__Source information__:

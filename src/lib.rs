//! Authorization conformance matrix for REST APIs: derive API-key, OAuth 2.0 token, scope, and
//! method probes from a declarative descriptor and grade the live API against them.
//!
//! The pipeline for one descriptor is:
//!
//! 1. [`descriptor::validate`] parses the raw JSON into an [`ApiDescriptor`], collecting every
//!    violation before any network call is issued.
//! 2. [`matrix::MatrixPlan`] derives the ordered probe specifications and the distinct scopes that
//!    need tokens.
//! 3. [`cache::TokenCache`] performs OIDC discovery once and acquires one client-credentials token
//!    per scope.
//! 4. [`probe::send`] executes each probe and [`report::classify`] grades the observed status.
//! 5. [`report::AssessmentResult`] folds the outcomes into the final verdict.
//!
//! [`assess::Assessor`] wires the steps together and repeats them for a batch.
//!
//! [`ApiDescriptor`]: descriptor::ApiDescriptor

#![deny(clippy::all, missing_docs, unused_crate_dependencies)]

pub mod assess;
pub mod auth;
pub mod cache;
pub mod descriptor;
pub mod error;
pub mod http;
pub mod matrix;
pub mod obs;
pub mod oidc;
pub mod probe;
pub mod report;

mod _prelude {
	pub use std::{
		collections::{BTreeMap, BTreeSet, HashMap},
		error::Error as StdError,
		fmt::{Debug, Display, Formatter, Result as FmtResult},
		future::Future,
		pin::Pin,
		str::FromStr,
		sync::Arc,
	};

	pub use async_lock::Mutex as AsyncMutex;
	pub use parking_lot::Mutex;
	#[cfg(feature = "reqwest")]
	pub use reqwest::{Client as ReqwestClient, Error as ReqwestError};
	pub use serde::{Deserialize, Serialize};
	pub use serde_json::Value;
	pub use thiserror::Error as ThisError;
	pub use time::OffsetDateTime;
	pub use url::Url;

	pub use crate::error::{Error, Result};
}

#[cfg(feature = "reqwest")] pub use reqwest;
pub use url;
#[cfg(feature = "cli")] use {clap as _, color_eyre as _, tokio as _, tracing_subscriber as _};
#[cfg(test)] use {color_eyre as _, httpmock as _};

__Required action__:
Copy all lines from the data that hold the word "ApiDescriptor".

__Solution__:
//! 1. [`descriptor::validate`] parses the raw JSON into an [`ApiDescriptor`], collecting every
//! [`ApiDescriptor`]: descriptor::ApiDescriptor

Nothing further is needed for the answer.